[What the task requires] The answer should consist of each line below that contains the word "mpsc".

[Stored data entries]
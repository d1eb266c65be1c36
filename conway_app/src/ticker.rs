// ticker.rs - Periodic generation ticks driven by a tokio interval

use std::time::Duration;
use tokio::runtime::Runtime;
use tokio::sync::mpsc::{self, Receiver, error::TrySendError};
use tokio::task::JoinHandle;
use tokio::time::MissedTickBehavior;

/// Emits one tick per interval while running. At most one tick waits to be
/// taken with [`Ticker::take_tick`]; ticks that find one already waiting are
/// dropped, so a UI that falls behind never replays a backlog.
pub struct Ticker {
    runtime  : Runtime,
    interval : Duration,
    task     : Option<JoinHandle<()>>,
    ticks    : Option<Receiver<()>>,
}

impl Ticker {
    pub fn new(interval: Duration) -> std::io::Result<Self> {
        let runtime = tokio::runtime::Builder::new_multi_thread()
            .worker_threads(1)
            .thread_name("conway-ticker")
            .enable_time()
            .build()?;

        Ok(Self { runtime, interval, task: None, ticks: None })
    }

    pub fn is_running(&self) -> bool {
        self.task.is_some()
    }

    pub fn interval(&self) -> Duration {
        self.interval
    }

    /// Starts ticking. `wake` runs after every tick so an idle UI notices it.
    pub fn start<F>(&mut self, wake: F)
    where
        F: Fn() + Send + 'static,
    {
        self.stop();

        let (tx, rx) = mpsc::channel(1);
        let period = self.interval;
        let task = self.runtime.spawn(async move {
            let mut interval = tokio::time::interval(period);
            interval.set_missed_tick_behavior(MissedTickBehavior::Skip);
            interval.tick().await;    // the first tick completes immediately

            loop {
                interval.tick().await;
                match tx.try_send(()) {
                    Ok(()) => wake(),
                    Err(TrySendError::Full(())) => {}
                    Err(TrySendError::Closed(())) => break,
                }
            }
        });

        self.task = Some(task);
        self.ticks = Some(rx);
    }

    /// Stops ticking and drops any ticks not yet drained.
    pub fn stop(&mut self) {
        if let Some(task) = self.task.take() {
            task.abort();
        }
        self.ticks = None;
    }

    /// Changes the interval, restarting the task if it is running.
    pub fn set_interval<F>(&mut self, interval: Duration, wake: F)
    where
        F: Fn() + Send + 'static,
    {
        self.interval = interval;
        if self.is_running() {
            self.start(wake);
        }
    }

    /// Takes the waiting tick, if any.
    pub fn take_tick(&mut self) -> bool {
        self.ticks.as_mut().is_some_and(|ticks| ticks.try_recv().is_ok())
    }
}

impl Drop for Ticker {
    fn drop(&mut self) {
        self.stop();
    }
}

* * *

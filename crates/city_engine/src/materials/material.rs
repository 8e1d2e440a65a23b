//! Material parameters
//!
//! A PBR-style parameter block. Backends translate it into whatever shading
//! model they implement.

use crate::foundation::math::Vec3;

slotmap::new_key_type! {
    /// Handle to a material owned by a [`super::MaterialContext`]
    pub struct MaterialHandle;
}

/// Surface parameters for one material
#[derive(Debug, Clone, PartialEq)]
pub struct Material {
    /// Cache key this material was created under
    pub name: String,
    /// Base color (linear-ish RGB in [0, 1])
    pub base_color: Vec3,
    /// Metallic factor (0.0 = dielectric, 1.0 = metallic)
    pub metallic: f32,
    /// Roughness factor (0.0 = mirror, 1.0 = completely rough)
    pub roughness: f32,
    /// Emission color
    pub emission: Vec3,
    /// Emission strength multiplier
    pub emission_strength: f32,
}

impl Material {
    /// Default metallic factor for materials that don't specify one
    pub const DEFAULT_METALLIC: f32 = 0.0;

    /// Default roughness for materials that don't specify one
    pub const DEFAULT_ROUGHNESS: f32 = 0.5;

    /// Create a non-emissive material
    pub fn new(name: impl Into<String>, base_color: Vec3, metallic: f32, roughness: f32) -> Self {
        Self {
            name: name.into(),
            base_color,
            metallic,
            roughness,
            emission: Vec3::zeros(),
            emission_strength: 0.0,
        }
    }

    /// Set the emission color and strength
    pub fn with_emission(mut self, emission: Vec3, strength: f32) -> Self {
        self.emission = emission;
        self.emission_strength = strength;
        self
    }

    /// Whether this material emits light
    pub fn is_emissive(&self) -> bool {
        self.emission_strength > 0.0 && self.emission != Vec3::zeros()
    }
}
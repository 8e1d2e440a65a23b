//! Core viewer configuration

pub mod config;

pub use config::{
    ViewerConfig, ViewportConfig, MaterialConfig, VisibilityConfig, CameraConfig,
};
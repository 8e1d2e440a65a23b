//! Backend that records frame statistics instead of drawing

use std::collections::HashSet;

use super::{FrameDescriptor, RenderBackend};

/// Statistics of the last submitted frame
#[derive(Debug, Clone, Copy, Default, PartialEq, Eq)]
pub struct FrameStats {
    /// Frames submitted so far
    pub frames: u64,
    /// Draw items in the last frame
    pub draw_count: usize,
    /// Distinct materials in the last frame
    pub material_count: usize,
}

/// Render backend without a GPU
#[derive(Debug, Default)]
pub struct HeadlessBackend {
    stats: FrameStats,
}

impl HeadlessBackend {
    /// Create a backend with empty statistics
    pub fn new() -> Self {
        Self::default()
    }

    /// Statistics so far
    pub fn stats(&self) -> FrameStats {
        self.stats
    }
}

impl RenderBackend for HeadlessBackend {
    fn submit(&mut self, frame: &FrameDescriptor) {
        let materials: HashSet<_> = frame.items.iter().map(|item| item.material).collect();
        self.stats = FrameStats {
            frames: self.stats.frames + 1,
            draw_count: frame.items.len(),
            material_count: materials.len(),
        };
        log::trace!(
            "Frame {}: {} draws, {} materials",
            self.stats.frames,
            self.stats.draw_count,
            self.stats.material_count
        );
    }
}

[Solution for this task]
use tokio::sync::mpsc::{self, Receiver, error::TrySendError};
        let (tx, rx) = mpsc::channel(1);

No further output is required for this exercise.